So number one stay away from small autos until you have a better grasp of the basics of shooting an automatic. As an auto pistol goes down in size, the inter-dependence of each leg of the pistol, ammo, shooter tripod becomes much more crucial to reliable, and accurate operation. So much so, that it is not unusual for a small auto, like say a Kel-Tec P3-AT, to function reliably with you, but not work at all for another shooter. Large autos are much more forgiving and the best choice to learn on. So while your list is good, I think I would look at a full size service type auto first (and keep it for home defense), and then go for a smaller auto when you get your carry permit.

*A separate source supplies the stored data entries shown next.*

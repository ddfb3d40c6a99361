//! Request and result types for yield estimation
//!
//! Field names on the wire follow the dashboard form (`soilPH`, `rainfallMm`, ...),
//! so a serialized result can be stored next to its request without renaming.

use serde::{Deserialize, Serialize};
use std::fmt;

/// Base yield (kg/ha) used when the crop label is not in the table
pub const DEFAULT_BASE_YIELD: f64 = 4000.0;

/// Crops with a known base yield
#[derive(Debug, Clone, Copy, PartialEq, Eq, Hash, Serialize, Deserialize)]
pub enum Crop {
    Corn,
    Soybeans,
    Wheat,
    Rice,
    Cotton,
}

impl Crop {
    pub const ALL: [Crop; 5] = [
        Crop::Corn,
        Crop::Soybeans,
        Crop::Wheat,
        Crop::Rice,
        Crop::Cotton,
    ];

    /// Exact, case-sensitive label lookup ("Corn", not "corn")
    pub fn from_label(label: &str) -> Option<Self> {
        Self::ALL.into_iter().find(|crop| crop.label() == label)
    }

    pub fn label(&self) -> &'static str {
        match self {
            Crop::Corn => "Corn",
            Crop::Soybeans => "Soybeans",
            Crop::Wheat => "Wheat",
            Crop::Rice => "Rice",
            Crop::Cotton => "Cotton",
        }
    }

    /// Reference yield in kg/ha before environmental adjustment
    pub fn base_yield(&self) -> f64 {
        match self {
            Crop::Corn => 8000.0,
            Crop::Soybeans => 3500.0,
            Crop::Wheat => 3000.0,
            Crop::Rice => 5000.0,
            Crop::Cotton => 2000.0,
        }
    }
}

impl fmt::Display for Crop {
    fn fmt(&self, f: &mut fmt::Formatter<'_>) -> fmt::Result {
        f.write_str(self.label())
    }
}

/// Base yield for an arbitrary label, falling back to [`DEFAULT_BASE_YIELD`]
pub fn base_yield_for(label: &str) -> f64 {
    Crop::from_label(label)
        .map(|crop| crop.base_yield())
        .unwrap_or(DEFAULT_BASE_YIELD)
}

/// Environmental inputs for a single estimate.
///
/// Values are not validated. Anything numeric is accepted and simply
/// extrapolated by the factor formulas.
#[derive(Debug, Clone, PartialEq, Serialize, Deserialize)]
pub struct EstimationRequest {
    pub crop: String,
    #[serde(rename = "soilPH")]
    pub soil_ph: f64,
    #[serde(rename = "rainfallMm", alias = "rainfall")]
    pub rainfall_mm: f64,
    #[serde(rename = "temperatureC", alias = "temp")]
    pub temperature_c: f64,
    #[serde(rename = "fertilizerKgPerHa", alias = "fertilizer")]
    pub fertilizer_kg_per_ha: f64,
}

impl EstimationRequest {
    pub fn new(
        crop: impl Into<String>,
        soil_ph: f64,
        rainfall_mm: f64,
        temperature_c: f64,
        fertilizer_kg_per_ha: f64,
    ) -> Self {
        Self {
            crop: crop.into(),
            soil_ph,
            rainfall_mm,
            temperature_c,
            fertilizer_kg_per_ha,
        }
    }

    /// Recognised crop, if the label is in the table
    pub fn known_crop(&self) -> Option<Crop> {
        Crop::from_label(&self.crop)
    }

    pub fn base_yield(&self) -> f64 {
        base_yield_for(&self.crop)
    }
}

/// Named input feature
#[derive(Debug, Clone, Copy, PartialEq, Eq, Hash, Serialize, Deserialize)]
pub enum Feature {
    #[serde(rename = "Soil pH")]
    SoilPH,
    Rainfall,
    Temperature,
    Fertilizer,
}

impl Feature {
    /// Declaration order; also the tie-break order for equal weights
    pub const ALL: [Feature; 4] = [
        Feature::SoilPH,
        Feature::Rainfall,
        Feature::Temperature,
        Feature::Fertilizer,
    ];

    pub fn label(&self) -> &'static str {
        match self {
            Feature::SoilPH => "Soil pH",
            Feature::Rainfall => "Rainfall",
            Feature::Temperature => "Temperature",
            Feature::Fertilizer => "Fertilizer",
        }
    }
}

impl fmt::Display for Feature {
    fn fmt(&self, f: &mut fmt::Formatter<'_>) -> fmt::Result {
        f.write_str(self.label())
    }
}

#[derive(Debug, Clone, Copy, PartialEq, Serialize, Deserialize)]
pub struct FeatureImportance {
    pub feature: Feature,
    pub weight: f64,
}

/// Output of a single estimate
#[derive(Debug, Clone, PartialEq, Serialize, Deserialize)]
#[serde(rename_all = "camelCase")]
pub struct EstimationResult {
    /// kg/ha, rounded and floored at zero
    pub predicted_yield: u64,
    /// In [0.85, 0.98), unrelated to the inputs
    pub confidence_score: f64,
    /// Sorted by descending weight
    pub feature_importances: Vec<FeatureImportance>,
}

Also, when it comes to every day carry, you will find a need to change your carry weapon according to the season. I have a 738 that I carry in the summer months, when I'm in shorts and a t-shirt, and a CW-40 and a PT-111 that I carry as it gets warmer, or I'm just wearing clothes more conducive to concealed carry, like a suit. Also, weight may not seem like much until you start carrying it around on your hip all day, and especially when you are not carrying it on a nice wide gun belt. And I would tell you that any pistol over a pound in weight and you should be carrying it on a good gun belt of at least 1.5" in width.
So what you are saying a 4" barrel would be better for me to start on then a 3" one? I mean the Khar I had was a 3.6" barrel and a 6" length gun and I didn't have any trouble hitting a target; well after the first 100 rounds I anyway, but I guess I shouldn't even count that as experience? lol Ok so this is more complicated than I thought?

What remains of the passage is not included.